Analyst explains Nike's big stock spike

In this article:

BMO Managing Director and Senior Analyst Simeon Siegel explains why Nike rose double-digit percentage points during Friday's trading day.

Video Transcript

SEANA SMITH: Let's take a look at Nike, because shares are soaring today. It's one of the top trending tickers on Yahoo Finance [INAUDIBLE], hitting an all-time high. This comes after the company reported its best sales number ever. Jordan brand, for example, full year revenue there, growth of 31%. And then for the quarter, Nike Direct, its direct-to-consumer strategy, posting a 60% jump in sales.

Let's talk all about this with Simeon Siegel, BMO Capital Markets Senior Retail and E-commerce Analyst. And Simeon, I know you're very bullish on Nike. You have an outperform rating. You've raised your price target, after last night's results, to $174 a share. I guess, just your big takeaway in this report. What excited you most?

SIMEON SIEGEL: Good to see you guys. I think that when we can talk about a company the size of Nike's scale still blowing away numbers from a revenue perspective, but also from a margin perspective, they really gave you a lot to choose from. And Seana, to your point, listen, at the end of the day, the Jordan brand in and of itself is one of the largest brands in the history of time.
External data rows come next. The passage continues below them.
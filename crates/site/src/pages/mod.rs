//! One documentation page per component family.

use leptos::*;
use system_ui::prelude::*;

mod disclosure;
mod primitives;
mod selection;

pub use disclosure::{AccordionPage, FaqPage};
pub use primitives::PrimitivesPage;
pub use selection::{CheckboxGroupPage, DropdownPage, GroupFieldPage, ListItemPage};

/// Human-readable rendering of an active set for demo status lines.
pub(crate) fn describe_active<T: ToString>(items: &[T]) -> String {
    if items.is_empty() {
        "none".to_string()
    } else {
        items
            .iter()
            .map(ToString::to_string)
            .collect::<Vec<_>>()
            .join(", ")
    }
}

/// Applies a `(item, active)` report to a page-owned list.
pub(crate) fn apply_report<T: PartialEq + Clone>(items: &mut Vec<T>, item: T, active: bool) {
    let present = items.contains(&item);
    match (active, present) {
        (true, false) => items.push(item),
        (false, true) => items.retain(|existing| existing != &item),
        _ => {}
    }
}

#[component]
/// Demo block with a caption and a live status line.
pub(crate) fn Demo(
    #[prop(into)] title: String,
    #[prop(into)] caption: String,
    #[prop(into)] status: MaybeSignal<String>,
    children: Children,
) -> impl IntoView {
    view! {
        <Panel title=title description=caption>
            <Stack gap=LayoutGap::Md>
                {children()}
                <Text role=TextRole::Code tone=TextTone::Secondary ui_slot="status">
                    {move || status.get()}
                </Text>
            </Stack>
        </Panel>
    }
}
I mean, that's a fascinating thing to think about the smaller part of Nike still far outpaces everyone else.

So I think that very simply, with the exception of China, which probably was a little better than fears walking into the print, the reality is this company showed remarkable outperformance across the board.
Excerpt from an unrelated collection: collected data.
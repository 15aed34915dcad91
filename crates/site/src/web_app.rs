use leptos::*;
use leptos_meta::*;
use leptos_router::*;
use system_ui::prelude::*;

use crate::content::{component_doc, COMPONENTS};
use crate::pages::{
    AccordionPage, CheckboxGroupPage, DropdownPage, FaqPage, GroupFieldPage, ListItemPage,
    PrimitivesPage,
};

#[component]
pub fn SiteApp() -> impl IntoView {
    provide_meta_context();

    view! {
        <Title text="Disclosure components" />
        <Meta
            name="description"
            content="Accordions, dropdowns, checkbox groups, and list selection built on one controlled/uncontrolled state model."
        />

        <Router>
            <div class="site-root">
                <SiteNav />
                <main class="site-main">
                    <Routes>
                        <Route path="" view=Overview />
                        <Route path="/components/:slug" view=ComponentRoute />
                        <Route path="/*any" view=NotFound />
                    </Routes>
                </main>
            </div>
        </Router>
    }
}

#[component]
fn SiteNav() -> impl IntoView {
    view! {
        <nav class="site-nav" aria-label="Components">
            <A href="/">"Overview"</A>
            {COMPONENTS
                .iter()
                .map(|doc| view! { <A href=format!("/components/{}", doc.slug)>{doc.title}</A> })
                .collect_view()}
        </nav>
    }
}

#[component]
fn Overview() -> impl IntoView {
    view! {
        <Stack gap=LayoutGap::Lg>
            <PaneHeader
                title="Disclosure components"
                meta="Every widget here can be controlled by the page or left to manage itself."
            >
                <Badge>{format!("{} pages", COMPONENTS.len())}</Badge>
            </PaneHeader>
            <Cluster gap=LayoutGap::Md align=LayoutAlign::Start>
                {COMPONENTS
                    .iter()
                    .map(|doc| {
                        view! {
                            <Card title=doc.title description=doc.summary>
                                <A href=format!("/components/{}", doc.slug)>"Open"</A>
                            </Card>
                        }
                    })
                    .collect_view()}
            </Cluster>
        </Stack>
    }
}

#[component]
fn ComponentRoute() -> impl IntoView {
    let params = use_params_map();
    let slug = move || {
        params
            .with(|map| map.get("slug").cloned())
            .unwrap_or_else(|| "unknown".to_string())
    };

    move || {
        let slug = slug();
        let Some(doc) = component_doc(&slug) else {
            logging::warn!("no component page for `{slug}`");
            return view! { <NotFound /> }.into_view();
        };

        let page = match doc.slug {
            "accordion" => view! { <AccordionPage /> }.into_view(),
            "faq" => view! { <FaqPage /> }.into_view(),
            "dropdown" => view! { <DropdownPage /> }.into_view(),
            "checkbox-group" => view! { <CheckboxGroupPage /> }.into_view(),
            "list-item" => view! { <ListItemPage /> }.into_view(),
            "group-field" => view! { <GroupFieldPage /> }.into_view(),
            "primitives" => view! { <PrimitivesPage /> }.into_view(),
            _ => view! { <NotFound /> }.into_view(),
        };

        view! {
            <article class="component-page" data-component=doc.slug>
                <PaneHeader title=doc.title meta=doc.summary />
                {page}
            </article>
        }
        .into_view()
    }
}

#[component]
fn NotFound() -> impl IntoView {
    view! {
        <EmptyState
            title="Page not found"
            description="That component is not documented here."
        >
            <A href="/">"Back to overview"</A>
        </EmptyState>
    }
}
JARED BLIKRE: And Simeon, let me ask you about their direct-to-consumer strategy and also just their market dominance. This report just blew away a lot of the numbers. We're having the best day in Nike in, I think, one of the fourth or fifth best days since their IPO in the 1980s. How does a company this big execute seemingly this well? How do they take that into the future? And can they repeat this in the coming quarters?

SIMEON SIEGEL: Yeah. I think there's this interesting parallel between Nike and even an Amazon, where when you operate in the business that has so many variable expenses, when your competitors are forced to catch up to you, being the largest, being willing to take gross margin saves and plow them back into, let's just call it marketing, for the sake of conversation, it's very hard to compete. So there's this moment where you create this flywheel where being the largest in a variable world also means others have to fight to catch up.
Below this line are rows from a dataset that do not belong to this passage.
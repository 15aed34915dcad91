use disclosure_core::{CallSite, ToggleChange, ToggleSet};
use leptos::*;

use super::{change_notifier, instance_id, FieldOption, ToggleController};
use crate::primitives::{bool_token, merge_layout_class};
use crate::{CheckboxField, LayoutGap, Stack, Text, TextRole, TextTone};

/// Aggregate state of the enabled options, used by the select-all row.
#[derive(Debug, Clone, Copy, PartialEq, Eq)]
enum Coverage {
    None,
    Some,
    All,
}

fn coverage(checked: &ToggleSet<String>, options: &[FieldOption]) -> Coverage {
    let enabled = options.iter().filter(|option| !option.disabled);
    let (total, active) = enabled.fold((0, 0), |(total, active), option| {
        (total + 1, active + usize::from(checked.contains(&option.value)))
    });
    match active {
        0 => Coverage::None,
        active if active == total => Coverage::All,
        _ => Coverage::Some,
    }
}

/// Requests membership for every enabled option, in option order.
fn select_all(controller: ToggleController<String>, options: &[FieldOption], include: bool) {
    for option in options.iter().filter(|option| !option.disabled) {
        controller.set_membership(option.value.clone(), include);
    }
}

fn toggle_option(
    controller: ToggleController<String>,
    option: &FieldOption,
) -> Option<ToggleChange<String>> {
    controller.toggle_enabled(option.value.clone(), option.disabled)
}

#[component]
/// Labelled set of independent checkboxes sharing one checked-values list.
///
/// `select_all_label` adds a leading row that reads as indeterminate while only
/// some options are checked and sets every enabled option when activated.
pub fn CheckboxGroup(
    #[prop(into)] label: String,
    options: Vec<FieldOption>,
    #[prop(optional, into)] checked_values: Option<Signal<Vec<String>>>,
    #[prop(optional)] default_checked: Vec<String>,
    #[prop(optional)] on_checked_change: Option<Callback<(String, bool)>>,
    #[prop(optional)] on_value_change: Option<Callback<Vec<String>>>,
    #[prop(optional, into)] select_all_label: Option<String>,
    #[prop(optional, into)] name: Option<String>,
    #[prop(optional, into)] id: Option<String>,
    #[prop(optional)] layout_class: Option<&'static str>,
) -> impl IntoView {
    let policy = CallSite::CheckboxGroup.policy().unwrap_or_default();
    let controller = ToggleController::new(
        policy,
        checked_values,
        default_checked,
        change_notifier(on_checked_change, on_value_change),
    );
    let base_id = instance_id("checkbox-group", id);
    let name = name.unwrap_or_else(|| base_id.clone());
    let options = store_value(options);

    let select_all_row = select_all_label.map(|select_all_label| {
        let state = Signal::derive(move || {
            let checked = controller.current_set();
            options
                .try_with_value(|options| coverage(&checked, options))
                .unwrap_or(Coverage::None)
        });
        view! {
            <label class="ui-checkbox-row" data-ui-slot="select-all">
                <CheckboxField
                    id=format!("{base_id}-all")
                    checked=Signal::derive(move || state.get() == Coverage::All)
                    indeterminate=Signal::derive(move || state.get() == Coverage::Some)
                    on_change=Callback::new(move |_| {
                        let include = state.get_untracked() != Coverage::All;
                        options.try_with_value(|options| select_all(controller, options, include));
                    })
                />
                <Text role=TextRole::Label>{select_all_label}</Text>
            </label>
        }
    });

    let rows = options
        .get_value()
        .into_iter()
        .enumerate()
        .map(|(index, option)| {
            let value = option.value.clone();
            let checked = {
                let value = value.clone();
                Signal::derive(move || controller.is_active(&value))
            };
            let disabled = option.disabled;
            let label = option.label.clone();
            let description = option.description.clone();
            view! {
                <label
                    class="ui-checkbox-row"
                    data-ui-slot="option"
                    data-ui-disabled=bool_token(disabled)
                >
                    <CheckboxField
                        id=format!("{base_id}-{index}")
                        name=name.clone()
                        value=value
                        checked=checked
                        disabled=disabled
                        on_change=Callback::new(move |_| {
                            toggle_option(controller, &option);
                        })
                    />
                    <Stack gap=LayoutGap::None>
                        <Text role=TextRole::Label>{label}</Text>
                        {description.map(|description| view! {
                            <Text role=TextRole::Caption tone=TextTone::Secondary>{description}</Text>
                        })}
                    </Stack>
                </label>
            }
        })
        .collect_view();

    view! {
        <fieldset
            class=merge_layout_class("ui-checkbox-group", layout_class)
            id=base_id.clone()
            data-ui-primitive="true"
            data-ui-kind="checkbox-group"
        >
            <legend data-ui-slot="legend">{label}</legend>
            {select_all_row}
            {rows}
        </fieldset>
    }
}

#[cfg(test)]
mod tests {
    use pretty_assertions::assert_eq;

    use super::*;
    use disclosure_core::SelectionPolicy;

    fn options() -> Vec<FieldOption> {
        vec![
            FieldOption::new("a", "Alpha"),
            FieldOption::new("b", "Bravo"),
            FieldOption::new("c", "Charlie").disabled(),
            FieldOption::new("d", "Delta"),
        ]
    }

    fn set(values: &[&str]) -> ToggleSet<String> {
        values.iter().map(|value| value.to_string()).collect()
    }

    #[test]
    fn coverage_ignores_disabled_options() {
        let options = options();
        assert_eq!(coverage(&set(&[]), &options), Coverage::None);
        assert_eq!(coverage(&set(&["b", "d"]), &options), Coverage::Some);
        assert_eq!(coverage(&set(&["a", "b", "d"]), &options), Coverage::All);
        assert_eq!(coverage(&set(&["c"]), &options), Coverage::None);
    }

    #[test]
    fn toggling_b_then_d_checks_both() {
        let runtime = create_runtime();
        let controller =
            ToggleController::new(SelectionPolicy::multi_select(), None, Vec::new(), None);

        controller.toggle("b".to_string());
        controller.toggle("d".to_string());
        assert_eq!(controller.current_set(), set(&["b", "d"]));

        runtime.dispose();
    }

    #[test]
    fn select_all_requests_each_enabled_option_in_order() {
        let runtime = create_runtime();
        let owner = create_rw_signal(vec!["b".to_string()]);
        let requests = create_rw_signal(Vec::new());
        let controller = ToggleController::new(
            SelectionPolicy::multi_select(),
            Some(owner.into()),
            Vec::new(),
            Some(Callback::new(move |change: ToggleChange<String>| {
                requests.update(|requests| requests.push((change.item.clone(), change.active)));
                owner.set(change.next.into_vec());
            })),
        );

        select_all(controller, &options(), true);

        assert_eq!(
            requests.get_untracked(),
            vec![
                ("a".to_string(), true),
                ("b".to_string(), true),
                ("d".to_string(), true),
            ]
        );
        assert_eq!(controller.current_set(), set(&["a", "b", "d"]));

        select_all(controller, &options(), false);
        assert!(controller.current_set().is_empty());

        runtime.dispose();
    }

    #[test]
    fn disabled_option_row_never_toggles() {
        let runtime = create_runtime();
        let controller =
            ToggleController::new(SelectionPolicy::multi_select(), None, vec!["c".to_string()], None);
        let options = options();

        assert!(toggle_option(controller, &options[2]).is_none());
        assert_eq!(controller.current_set(), set(&["c"]));

        toggle_option(controller, &options[0]);
        assert_eq!(controller.current_set(), set(&["a", "c"]));

        runtime.dispose();
    }

    #[test]
    fn owner_applying_full_sets_follows_select_all() {
        let runtime = create_runtime();
        let owner = create_rw_signal(Vec::<String>::new());
        let controller = ToggleController::new(
            SelectionPolicy::multi_select(),
            Some(owner.into()),
            Vec::new(),
            change_notifier(
                None,
                Some(Callback::new(move |next: Vec<String>| owner.set(next))),
            ),
        );

        select_all(controller, &options(), true);
        assert_eq!(
            owner.get_untracked(),
            vec!["a".to_string(), "b".to_string(), "d".to_string()]
        );

        runtime.dispose();
    }
}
So would we have thought they would have put out this degree of a beat? No. I mean, this is very impressive, which is why this company is up 15%. But I think thinking through the long term, at the end of the day, when you have the scale, the marketing scale and the R&D budget, that they have, they're very hard to compete against. And I think that-- and we talk about this on the program-- I think that at the end of the day, it's important to acknowledge that not only are they one of the largest sellers of consumer product of all time, they're probably also one of the best marketers of all time.

SEANA SMITH: Well, Simeon, one of the challenges, I guess we can say, at least in the short term, is going to be the supply chain delays. And we know management made some comments on that, saying that they expect supply chain delays and also higher logistics costs to persist here for most of fiscal year 2022. I guess from your perspective, how big of a headwind is this for Nike, at least in the coming quarters?

SIMEON SIEGEL: Yeah. So we're in this fascinating period where there's this trifecta of there's the greatest capacity to spend, because of stimulus, there's the greatest desire to spend, because people are getting out of their house, and yet there's nothing to spend on because of all these supply chain bottlenecks. So on the one hand, that hurts the potential unit velocity that could otherwise happen. But on the flip side of that, go try to find a discount. They don't exist.

So the promotional atmosphere is actually very much in favor of the brands. People are charging much higher price points than they otherwise would have. So I think that that's one counter, as we think about what does retail have in its back pocket. You have people that want to spend, feel like they're able to spend, and they're willing to put up higher prices because of scarcity value.

The second point, though, I would say-- and it's somewhat unfair but it plays off of the last point-- this is an issue plaguing all of retail. And there's a question we have to ask. If you're the largest, if you have a few containers out there or if you have capacity in your warehouse and your manufacturing facility, are you going to give it to smaller players that you're not entirely sure what kind of an order they're going to give you, or are you going to consolidate it amongst the largest? I'm inclined to think we go towards the latter.

So as this bottleneck issue hits, it probably hits the smaller companies much harder and disproportionately than it hits the larger companies, essentially continuing this notion of Nike and their ever deepening moat. And it sounds unfair, but that's where the size and scale really comes in handy. Andy

SEANA SMITH: Simeon Siegel, great to speak with you. BMO Capital Markets Senior Retail and E-commerce Analyst. Thanks so much for breaking down, again, Nike, one of the top trending tickers on the site. Shares up just around 15%.